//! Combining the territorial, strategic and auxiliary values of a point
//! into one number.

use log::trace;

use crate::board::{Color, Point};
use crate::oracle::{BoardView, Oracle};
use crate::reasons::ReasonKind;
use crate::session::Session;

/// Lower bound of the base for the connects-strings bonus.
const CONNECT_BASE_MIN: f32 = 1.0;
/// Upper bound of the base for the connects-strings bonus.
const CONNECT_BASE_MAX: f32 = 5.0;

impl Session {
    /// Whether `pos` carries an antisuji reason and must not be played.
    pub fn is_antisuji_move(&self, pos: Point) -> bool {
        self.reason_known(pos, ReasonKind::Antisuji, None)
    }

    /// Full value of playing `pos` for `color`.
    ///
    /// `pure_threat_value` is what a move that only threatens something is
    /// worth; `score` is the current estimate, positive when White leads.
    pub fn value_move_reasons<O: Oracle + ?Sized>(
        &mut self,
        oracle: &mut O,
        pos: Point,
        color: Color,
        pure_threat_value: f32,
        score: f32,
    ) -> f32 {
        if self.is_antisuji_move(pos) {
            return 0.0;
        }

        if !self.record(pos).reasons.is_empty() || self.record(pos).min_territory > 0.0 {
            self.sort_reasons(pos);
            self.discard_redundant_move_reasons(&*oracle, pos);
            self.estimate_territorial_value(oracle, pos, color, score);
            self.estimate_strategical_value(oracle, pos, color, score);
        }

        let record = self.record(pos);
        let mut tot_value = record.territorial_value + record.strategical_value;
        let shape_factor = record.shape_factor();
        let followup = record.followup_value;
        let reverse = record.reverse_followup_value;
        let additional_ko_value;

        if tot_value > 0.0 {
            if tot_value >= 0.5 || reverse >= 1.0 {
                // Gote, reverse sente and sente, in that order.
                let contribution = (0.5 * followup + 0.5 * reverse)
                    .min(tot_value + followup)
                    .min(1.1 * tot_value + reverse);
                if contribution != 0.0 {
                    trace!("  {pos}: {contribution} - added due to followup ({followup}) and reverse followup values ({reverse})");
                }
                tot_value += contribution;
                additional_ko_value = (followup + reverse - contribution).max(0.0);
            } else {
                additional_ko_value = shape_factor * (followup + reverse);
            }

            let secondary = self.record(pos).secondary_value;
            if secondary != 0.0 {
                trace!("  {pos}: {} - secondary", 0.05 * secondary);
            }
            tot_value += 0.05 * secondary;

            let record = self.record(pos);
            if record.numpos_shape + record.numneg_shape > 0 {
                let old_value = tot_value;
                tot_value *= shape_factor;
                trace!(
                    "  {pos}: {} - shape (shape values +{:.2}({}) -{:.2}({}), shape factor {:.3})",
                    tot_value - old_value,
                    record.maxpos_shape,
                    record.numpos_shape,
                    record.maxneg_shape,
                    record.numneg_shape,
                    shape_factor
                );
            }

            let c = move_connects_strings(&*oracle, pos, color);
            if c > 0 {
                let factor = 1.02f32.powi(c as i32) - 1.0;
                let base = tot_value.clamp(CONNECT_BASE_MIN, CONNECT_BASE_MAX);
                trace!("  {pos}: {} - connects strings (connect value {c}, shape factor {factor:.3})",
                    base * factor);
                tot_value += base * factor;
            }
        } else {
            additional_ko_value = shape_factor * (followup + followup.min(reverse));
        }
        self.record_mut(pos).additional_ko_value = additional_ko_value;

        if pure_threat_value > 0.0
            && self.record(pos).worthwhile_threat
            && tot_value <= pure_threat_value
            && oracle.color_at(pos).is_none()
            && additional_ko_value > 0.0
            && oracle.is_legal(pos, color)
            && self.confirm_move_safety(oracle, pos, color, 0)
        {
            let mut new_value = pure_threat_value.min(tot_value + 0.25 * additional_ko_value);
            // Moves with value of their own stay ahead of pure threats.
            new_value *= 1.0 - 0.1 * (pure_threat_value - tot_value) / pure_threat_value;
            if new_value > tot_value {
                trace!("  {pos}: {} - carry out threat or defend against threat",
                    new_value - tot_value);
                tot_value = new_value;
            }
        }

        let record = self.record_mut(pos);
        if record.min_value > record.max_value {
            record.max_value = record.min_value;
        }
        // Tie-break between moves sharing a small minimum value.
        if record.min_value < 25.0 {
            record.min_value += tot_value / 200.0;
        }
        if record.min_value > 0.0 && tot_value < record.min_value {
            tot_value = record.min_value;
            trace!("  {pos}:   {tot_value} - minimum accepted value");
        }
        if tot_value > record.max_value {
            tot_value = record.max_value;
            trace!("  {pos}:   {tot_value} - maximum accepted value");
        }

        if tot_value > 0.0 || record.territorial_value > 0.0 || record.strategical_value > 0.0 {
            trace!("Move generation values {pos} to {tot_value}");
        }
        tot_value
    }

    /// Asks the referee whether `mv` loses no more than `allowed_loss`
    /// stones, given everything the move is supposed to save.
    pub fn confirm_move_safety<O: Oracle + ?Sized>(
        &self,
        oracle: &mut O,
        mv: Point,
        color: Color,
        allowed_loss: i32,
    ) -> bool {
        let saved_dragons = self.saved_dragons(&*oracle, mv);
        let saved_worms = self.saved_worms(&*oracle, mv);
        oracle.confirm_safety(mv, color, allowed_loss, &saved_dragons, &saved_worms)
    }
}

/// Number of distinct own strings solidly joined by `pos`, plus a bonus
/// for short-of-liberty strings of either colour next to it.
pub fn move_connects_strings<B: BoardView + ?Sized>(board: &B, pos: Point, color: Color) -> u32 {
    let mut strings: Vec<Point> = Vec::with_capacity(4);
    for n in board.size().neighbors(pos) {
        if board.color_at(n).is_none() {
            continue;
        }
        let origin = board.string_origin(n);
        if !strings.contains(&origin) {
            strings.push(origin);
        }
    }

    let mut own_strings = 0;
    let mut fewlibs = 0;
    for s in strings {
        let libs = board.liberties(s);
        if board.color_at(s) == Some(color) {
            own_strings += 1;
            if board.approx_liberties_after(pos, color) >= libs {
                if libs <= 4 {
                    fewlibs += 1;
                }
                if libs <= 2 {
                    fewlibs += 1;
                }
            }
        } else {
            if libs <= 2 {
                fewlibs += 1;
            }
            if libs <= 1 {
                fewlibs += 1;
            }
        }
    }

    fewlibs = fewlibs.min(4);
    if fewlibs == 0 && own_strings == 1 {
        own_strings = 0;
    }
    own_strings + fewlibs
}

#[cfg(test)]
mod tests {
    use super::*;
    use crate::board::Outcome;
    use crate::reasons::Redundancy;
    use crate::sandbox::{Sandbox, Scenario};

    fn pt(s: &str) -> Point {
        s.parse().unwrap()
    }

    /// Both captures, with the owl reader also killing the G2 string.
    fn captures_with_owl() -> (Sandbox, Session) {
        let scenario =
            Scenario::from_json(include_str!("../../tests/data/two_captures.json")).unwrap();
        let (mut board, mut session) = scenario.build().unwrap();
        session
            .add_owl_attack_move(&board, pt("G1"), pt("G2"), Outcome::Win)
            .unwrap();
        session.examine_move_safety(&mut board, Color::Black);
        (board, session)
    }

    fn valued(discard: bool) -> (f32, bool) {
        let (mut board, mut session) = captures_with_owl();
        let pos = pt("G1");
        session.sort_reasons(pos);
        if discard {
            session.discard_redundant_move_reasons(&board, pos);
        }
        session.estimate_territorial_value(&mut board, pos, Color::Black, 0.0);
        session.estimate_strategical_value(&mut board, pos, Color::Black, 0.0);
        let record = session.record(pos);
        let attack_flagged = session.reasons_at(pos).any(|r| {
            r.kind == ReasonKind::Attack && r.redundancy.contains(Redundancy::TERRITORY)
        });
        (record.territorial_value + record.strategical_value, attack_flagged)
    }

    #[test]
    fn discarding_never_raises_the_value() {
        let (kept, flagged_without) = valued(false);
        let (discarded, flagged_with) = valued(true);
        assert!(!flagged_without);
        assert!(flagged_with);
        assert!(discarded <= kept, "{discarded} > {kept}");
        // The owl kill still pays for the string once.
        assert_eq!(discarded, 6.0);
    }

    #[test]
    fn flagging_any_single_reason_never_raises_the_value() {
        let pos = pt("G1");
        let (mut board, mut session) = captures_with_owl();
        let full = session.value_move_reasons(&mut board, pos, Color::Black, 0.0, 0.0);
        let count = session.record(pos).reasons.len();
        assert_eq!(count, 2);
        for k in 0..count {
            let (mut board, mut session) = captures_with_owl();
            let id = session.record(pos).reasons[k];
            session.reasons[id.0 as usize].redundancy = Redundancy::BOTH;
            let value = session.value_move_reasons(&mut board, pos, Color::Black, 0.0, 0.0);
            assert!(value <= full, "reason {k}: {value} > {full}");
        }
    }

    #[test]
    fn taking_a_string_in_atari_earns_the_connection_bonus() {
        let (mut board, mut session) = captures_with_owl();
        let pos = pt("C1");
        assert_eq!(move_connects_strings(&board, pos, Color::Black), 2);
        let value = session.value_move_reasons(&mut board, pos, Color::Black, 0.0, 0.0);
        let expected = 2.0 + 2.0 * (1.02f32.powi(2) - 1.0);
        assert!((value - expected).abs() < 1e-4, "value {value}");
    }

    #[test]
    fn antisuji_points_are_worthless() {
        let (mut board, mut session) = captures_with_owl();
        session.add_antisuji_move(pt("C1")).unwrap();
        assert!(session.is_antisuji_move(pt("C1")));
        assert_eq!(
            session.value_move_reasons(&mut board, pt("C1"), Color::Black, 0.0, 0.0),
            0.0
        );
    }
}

Problem » In the entries above, the lines between the one holding "let base = tot_value.clamp(CONNECT_BASE_MIN, CONNECT_BASE_MAX);" and the one holding "if record.min_value <", inclusive, are to be printed exactly as written, and those alone.

Reply to the task »
                let base = tot_value.clamp(CONNECT_BASE_MIN, CONNECT_BASE_MAX);
                trace!("  {pos}: {} - connects strings (connect value {c}, shape factor {factor:.3})",
                    base * factor);
                tot_value += base * factor;
            }
        } else {
            additional_ko_value = shape_factor * (followup + followup.min(reverse));
        }
        self.record_mut(pos).additional_ko_value = additional_ko_value;

        if pure_threat_value > 0.0
            && self.record(pos).worthwhile_threat
            && tot_value <= pure_threat_value
            && oracle.color_at(pos).is_none()
            && additional_ko_value > 0.0
            && oracle.is_legal(pos, color)
            && self.confirm_move_safety(oracle, pos, color, 0)
        {
            let mut new_value = pure_threat_value.min(tot_value + 0.25 * additional_ko_value);
            // Moves with value of their own stay ahead of pure threats.
            new_value *= 1.0 - 0.1 * (pure_threat_value - tot_value) / pure_threat_value;
            if new_value > tot_value {
                trace!("  {pos}: {} - carry out threat or defend against threat",
                    new_value - tot_value);
                tot_value = new_value;
            }
        }

        let record = self.record_mut(pos);
        if record.min_value > record.max_value {
            record.max_value = record.min_value;
        }
        // Tie-break between moves sharing a small minimum value.
        if record.min_value < 25.0 {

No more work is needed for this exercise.